It should be noted that if you have not deployed Hive, Spark SQL will create its own Hive metadata warehouse called metastore_db in the current working directory. Additionally, if you attempt to create tables using the CREATE TABLE (not CREATE EXTERNAL TABLE) statement in HiveQL, the tables will be placed in the /user/hive/warehouse directory on your default file system (HDFS if you have a configured hdfs-site.xml in your classpath, otherwise it is the local file system).

import java.io.File
import org.apache.spark.sql.Row
import org.apache.spark.sql.SparkSession
case class Record(key: Int, value: String)
// warehouseLocation points to the default location for managed databases and tables
val warehouseLocation = new File("spark-warehouse").getAbsolutePath
val spark = SparkSession
.builder()
.appName("Spark Hive Example")
.config("spark.sql.warehouse.dir", warehouseLocation)
.enableHiveSupport()
.getOrCreate()
import spark.implicits._
import spark.sql
sql("CREATE TABLE IF NOT EXISTS src (key INT, value STRING)")
sql("LOAD DATA LOCAL INPATH 'examples/src/main/resources/kv1.txt' INTO TABLE src")
// Queries are expressed in HiveQL
sql("SELECT * FROM src").show()
// +---+-------+
// |key| value|
// +---+-------+
//|238|val_238|
//| 86| val_86|
//|311|val_311|
// ...
// Aggregation queries are also supported.
sql("SELECT COUNT(*) FROM src").show()
// +--------+
// |count(1)|
// +--------+
// | 500 |
// +--------+
// The results of SQL queries are themselves DataFrames and support all normal functions.
val sqlDF = sql("SELECT key, value FROM src WHERE key < 10 ORDER BY key")
// The items in DataFrames are of type Row, which allows you to access each column by ordinal.
val stringsDS = sqlDF.map {
case Row(key: Int, value: String) => s"Key: $key, Value: $value"
}
stringsDS.show()
// +--------------------+
// | value|
// +--------------------+
// |Key: 0, Value: val_0|
// |Key: 0, Value: val_0|
// |Key: 0, Value: val_0|
// ...
// You can also use DataFrames to create temporary views within a SparkSession.
val recordsDF = spark.createDataFrame((1 to 100).map(i => Record(i, s"val_$i")))
recordsDF.createOrReplaceTempView("records")
// Queries can then join DataFrame data with data stored in Hive.
sql("SELECT * FROM records r JOIN src s ON r.key = s.key").show()
// +---+------+---+------+
// |key| value|key| value|
// +---+------+---+------+
// | 2| val_2| 2| val_2|
// | 4| val_4| 4| val_4|
// | 5| val_5| 5| val_5|
// ...

Embedded Hive Application

If you want to use the built-in Hive, you don't need to do anything, just use it directly. –conf :

spark.sql.warehouse.dir=

Note: If you are using the internal Hive, after Spark 2.0, spark.sql.warehouse.dir is used to specify the address of the data warehouse. If you need to use HDFS as the path, you need to add core-site.xml and hdfs-site.xml to the Spark conf directory. Otherwise, only the warehouse directory on the master node will be created, and the problem of file not being found will occur during query. In this case, you need to use HDFS, delete the metastore, and restart the cluster.

External Hive Application

If you want to connect to an externally deployed Hive, you need to complete the following steps.

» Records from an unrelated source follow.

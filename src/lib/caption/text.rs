//! Module implementing the layout of caption text.

use crate::model::constants::LINE_SPACING;


/// Break the text into lines that fit within given width.
///
/// Words are separated by single spaces and are never broken,
/// so a word wider than `max_width` ends up alone on its own (overflowing) line.
/// The result always contains at least one line, which may be empty.
pub fn wrap<M>(text: &str, max_width: f32, mut measure: M) -> Vec<String>
    where M: FnMut(&str) -> f32
{
    let mut lines = vec![];
    let mut line = String::new();
    for word in text.split(' ') {
        let candidate = if line.is_empty() {
            word.to_owned()
        } else {
            format!("{} {}", line, word)
        };
        if measure(&candidate) > max_width && !line.is_empty() {
            trace!("Breaking line before {:?}", word);
            lines.push(line);
            line = word.to_owned();
        } else {
            line = candidate;
        }
    }
    lines.push(line);
    lines
}


/// Block of text lines, laid out vertically around a center line.
#[derive(Clone, Debug, PartialEq)]
pub struct LayoutBlock {
    pub lines: Vec<String>,
    /// Font size the lines are drawn with.
    pub font_size: f32,
    /// Distance between the centers of consecutive lines.
    pub line_height: f32,
    /// Where the middle of the whole block should be.
    pub center_y: f32,
}

impl LayoutBlock {
    pub fn new(lines: Vec<String>, font_size: f32, center_y: f32) -> Self {
        LayoutBlock{
            lines,
            font_size,
            line_height: font_size * LINE_SPACING,
            center_y,
        }
    }

    #[inline]
    pub fn total_height(&self) -> f32 {
        self.lines.len() as f32 * self.line_height
    }

    /// Vertical position of the first line.
    #[inline]
    pub fn start_y(&self) -> f32 {
        self.center_y - self.total_height() / 2.0 + self.font_size / 2.0
    }

    /// Iterate over the lines together with the vertical positions to draw them at.
    pub fn positioned_lines<'b>(&'b self) -> impl Iterator<Item=(&'b str, f32)> + 'b {
        let start_y = self.start_y();
        self.lines.iter().enumerate()
            .map(move |(i, line)| (line.as_str(), start_y + i as f32 * self.line_height))
    }
}


#[cfg(test)]
mod tests {
    use spectral::prelude::*;
    use super::{wrap, LayoutBlock};

    /// Every character is 10 pixels wide.
    fn measure(s: &str) -> f32 {
        s.chars().count() as f32 * 10.0
    }

    fn words_of(lines: &[String]) -> Vec<String> {
        lines.iter().flat_map(|l| l.split_whitespace()).map(str::to_owned).collect()
    }

    #[test]
    fn empty_text() {
        assert_eq!(vec![String::new()], wrap("", 100.0, measure));
    }

    #[test]
    fn fits_on_one_line() {
        assert_eq!(vec!["HELLO WORLD"], wrap("HELLO WORLD", 110.0, measure));
    }

    #[test]
    fn breaks_greedily() {
        let lines = wrap("one two three four five", 90.0, measure);
        assert_eq!(vec!["one two", "three", "four five"], lines);
    }

    #[test]
    fn long_word_overflows() {
        let lines = wrap("a supercalifragilistic b", 50.0, measure);
        assert_eq!(vec!["a", "supercalifragilistic", "b"], lines);
        assert_eq!(vec!["supercalifragilistic"], wrap("supercalifragilistic", 50.0, measure));
    }

    #[test]
    fn preserves_words() {
        let texts = [
            "the quick brown fox jumps over the lazy dog",
            "WHEN YOU FINALLY FIX THE BUG BUT THEN THE TESTS START FAILING",
            "x",
            "lorem ipsum dolor sit amet consectetur adipiscing elit sed do eiusmod",
        ];
        for text in texts.iter() {
            let expected: Vec<_> = text.split_whitespace().map(str::to_owned).collect();
            for &width in [10.0, 55.0, 120.0, 300.0, 10000.0].iter() {
                let lines = wrap(text, width, measure);
                assert_that!(lines.len()).is_greater_than(0);
                assert_eq!(expected, words_of(&lines), "text={:?} width={}", text, width);
            }
        }
    }

    #[test]
    fn lines_fit_unless_single_word() {
        let text = "lorem ipsum dolor sit amet consectetur adipiscing elit";
        for line in wrap(text, 120.0, measure) {
            if line.contains(' ') {
                assert_that!(measure(&line)).is_less_than_or_equal_to(120.0);
            }
        }
    }

    #[test]
    fn deterministic() {
        let text = "same input gives the same output every single time";
        assert_eq!(wrap(text, 100.0, measure), wrap(text, 100.0, measure));
    }

    #[test]
    fn single_line_is_centered() {
        let block = LayoutBlock::new(vec!["HELLO".into()], 100.0, 500.0);
        let lines: Vec<_> = block.positioned_lines().collect();
        assert_eq!(1, lines.len());
        assert_eq!("HELLO", lines[0].0);
        // 500 - 105/2 + 50
        assert_that!(lines[0].1).is_close_to(497.5, 0.001);
    }

    #[test]
    fn block_is_symmetric_around_center() {
        let (font_size, center_y) = (64.0f32, 300.0f32);
        for n in 1..8 {
            let block = LayoutBlock::new(vec!["LINE".into(); n], font_size, center_y);
            let ys: Vec<f32> = block.positioned_lines().map(|(_, y)| y).collect();
            assert_eq!(n, ys.len());

            let line_height = font_size * 1.05;
            let expected_first = center_y - (n - 1) as f32 * line_height / 2.0;
            assert_that!(ys[0]).is_close_to(expected_first, line_height);

            let middle = (ys[0] + ys[n - 1]) / 2.0;
            assert_that!(middle).is_close_to(center_y, line_height);
            for pair in ys.windows(2) {
                assert_that!(pair[1] - pair[0]).is_close_to(line_height, 0.001);
            }
        }
    }
}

a Copy or soft link the hive-site.xml file in Hive to the conf directory under the Spark installation directory.

b Open the spark shell and bring along the JDBC client for accessing the Hive metabase.

$ bin/spark-shell --master spark://hadoop001:7077 --jars mysql-connector-java-5.1.27-bin.jar

JSON Dataset

Spark SQL can automatically infer the structure of a JSON dataset and load it as a Dataset[Row]. You can use SparkSession.read.json() to load a Dataset[String] or a JSON file. Note that this JSON file is not a traditional JSON file. Each row must be a JSON string.

{"name":"Michael"}
{"name":"Andy", "age":30}
{"name":"Justin", "age":19}
// Primitive types (Int, String, etc) and Product types (case classes) encoders are
// supported by importing this when creating a Dataset.
import spark.implicits._
// A JSON dataset is pointed to by path.
// The path can be either a single text file or a directory storing text files
val path = "examples/src/main/resources/people.json"
val peopleDF = spark.read.json(path)
// The inferred schema can be visualized using the printSchema() method
peopleDF.printSchema()
//root
// |-- age: long (nullable = true)
// |-- name: string (nullable = true)
// Creates a temporary view using the DataFrame
peopleDF.createOrReplaceTempView("people")
// SQL statements can be run by using the sql methods provided by spark
val teenagerNamesDF = spark.sql("SELECT name FROM people WHERE age BETWEEN 13 AND 19")
teenagerNamesDF.show()
// +------+
// | name|
// +------+
// |Justin|
// +------+
// Alternatively, a DataFrame can be created for a JSON dataset represented by
// a Dataset[String] storing one JSON object per string
val otherPeopleDataset = spark.createDataset(
"""{"name":"Yin","address":{"city":"Columbus","state":"Ohio"}}""" :: Nil)
val otherPeople = spark.read.json(otherPeopleDataset)
otherPeople.show()
// +---------------+----+
// | address|name|
// +---------------+----+
// |[Columbus,Ohio]| Yin|
// +---------------+----+

JDBC

Spark SQL can create DataFrame by reading data from a relational database through JDBC. After a series of calculations on the DataFrame, the data can be written back to the relational database.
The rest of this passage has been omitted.